→ TASK ITEM: Output exactly the lines below, starting with the line that has "Board column endpoints" and going on through the line that has "use taskdeck_shared::models::board_column::BoardColumn;", both included, and no other lines.

Dataset entries
"""

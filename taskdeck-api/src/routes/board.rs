/// Board column endpoints
///
/// The board is the per-project status registry: three fixed columns plus
/// custom ones. Identifiers are derived from titles server-side; clients
/// never choose them.
///
/// # Endpoints
///
/// - `GET    /v1/projects/:id/board` - List columns, fixed first
/// - `POST   /v1/projects/:id/board` - Add a custom column
/// - `PUT    /v1/projects/:id/board/:identifier` - Rename or reposition
/// - `DELETE /v1/projects/:id/board/:identifier` - Delete a custom column
use crate::{
    app::{AppState, CurrentUser},
    error::ApiResult,
};
use axum::{
    extract::{Path, State},
    http::StatusCode,
    Extension, Json,
};
use serde::{Deserialize, Serialize};
use taskdeck_shared::models::board_column::BoardColumn;
use taskdeck_shared::services::board;
use uuid::Uuid;
use validator::Validate;

/// Create column request
#[derive(Debug, Deserialize, Validate)]
pub struct CreateColumnRequest {
    /// Column title; the identifier is derived from it
    #[validate(length(min = 1, max = 255, message = "Title must be 1-255 characters"))]
    pub title: String,
}

/// Update column request
#[derive(Debug, Deserialize, Validate)]
pub struct UpdateColumnRequest {
    /// New display title; the identifier never changes
    #[validate(length(min = 1, max = 255, message = "Title must be 1-255 characters"))]
    pub title: Option<String>,

    /// New board position among custom columns
    pub position: Option<i32>,
}

/// List columns response
#[derive(Debug, Serialize)]
pub struct ListColumnsResponse {
    /// Fixed columns first, then custom columns by position
    pub columns: Vec<BoardColumn>,
}

/// Delete column response
#[derive(Debug, Serialize)]
pub struct DeleteColumnResponse {
    /// Whether the column was removed
    pub deleted: bool,
}

/// List a project's board columns
pub async fn list_columns(
    State(state): State<AppState>,
    Extension(user): Extension<CurrentUser>,
    Path(project_id): Path<Uuid>,
) -> ApiResult<Json<ListColumnsResponse>> {
    let columns = board::list_columns(&state.db, user.id, project_id).await?;

    Ok(Json(ListColumnsResponse { columns }))
}

/// Add a custom column
///
/// # Errors
///
/// - `422 Unprocessable Entity`: The derived identifier collides with a
///   fixed or existing column
pub async fn create_column(
    State(state): State<AppState>,
    Extension(user): Extension<CurrentUser>,
    Path(project_id): Path<Uuid>,
    Json(req): Json<CreateColumnRequest>,
) -> ApiResult<(StatusCode, Json<BoardColumn>)> {
    req.validate()?;

    let column = board::create_column(&state.db, user.id, project_id, &req.title).await?;

    Ok((StatusCode::CREATED, Json(column)))
}

/// Rename or reposition a custom column
///
/// # Errors
///
/// - `422 Unprocessable Entity`: Fixed column, or the target position is
///   already taken
/// - `404 Not Found`: No custom column with that identifier
pub async fn update_column(
    State(state): State<AppState>,
    Extension(user): Extension<CurrentUser>,
    Path((project_id, identifier)): Path<(Uuid, String)>,
    Json(req): Json<UpdateColumnRequest>,
) -> ApiResult<Json<BoardColumn>> {
    req.validate()?;

    let column = board::update_column(
        &state.db,
        user.id,
        project_id,
        &identifier,
        req.title.as_deref(),
        req.position,
    )
    .await?;

    Ok(Json(column))
}

/// Delete a custom column
///
/// Tasks still in the column are moved back to `todo` in the same
/// transaction.
///
/// # Errors
///
/// - `422 Unprocessable Entity`: The identifier names a fixed column
/// - `404 Not Found`: No custom column with that identifier
pub async fn delete_column(
    State(state): State<AppState>,
    Extension(user): Extension<CurrentUser>,
    Path((project_id, identifier)): Path<(Uuid, String)>,
) -> ApiResult<Json<DeleteColumnResponse>> {
    board::delete_column(&state.db, user.id, project_id, &identifier).await?;

    Ok(Json(DeleteColumnResponse { deleted: true }))
}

"""

→ ANSWER:
/// Board column endpoints
///
/// The board is the per-project status registry: three fixed columns plus
/// custom ones. Identifiers are derived from titles server-side; clients
/// never choose them.
///
/// # Endpoints
///
/// - `GET    /v1/projects/:id/board` - List columns, fixed first
/// - `POST   /v1/projects/:id/board` - Add a custom column
/// - `PUT    /v1/projects/:id/board/:identifier` - Rename or reposition
/// - `DELETE /v1/projects/:id/board/:identifier` - Delete a custom column
use crate::{
    app::{AppState, CurrentUser},
    error::ApiResult,
};
use axum::{
    extract::{Path, State},
    http::StatusCode,
    Extension, Json,
};
use serde::{Deserialize, Serialize};
use taskdeck_shared::models::board_column::BoardColumn;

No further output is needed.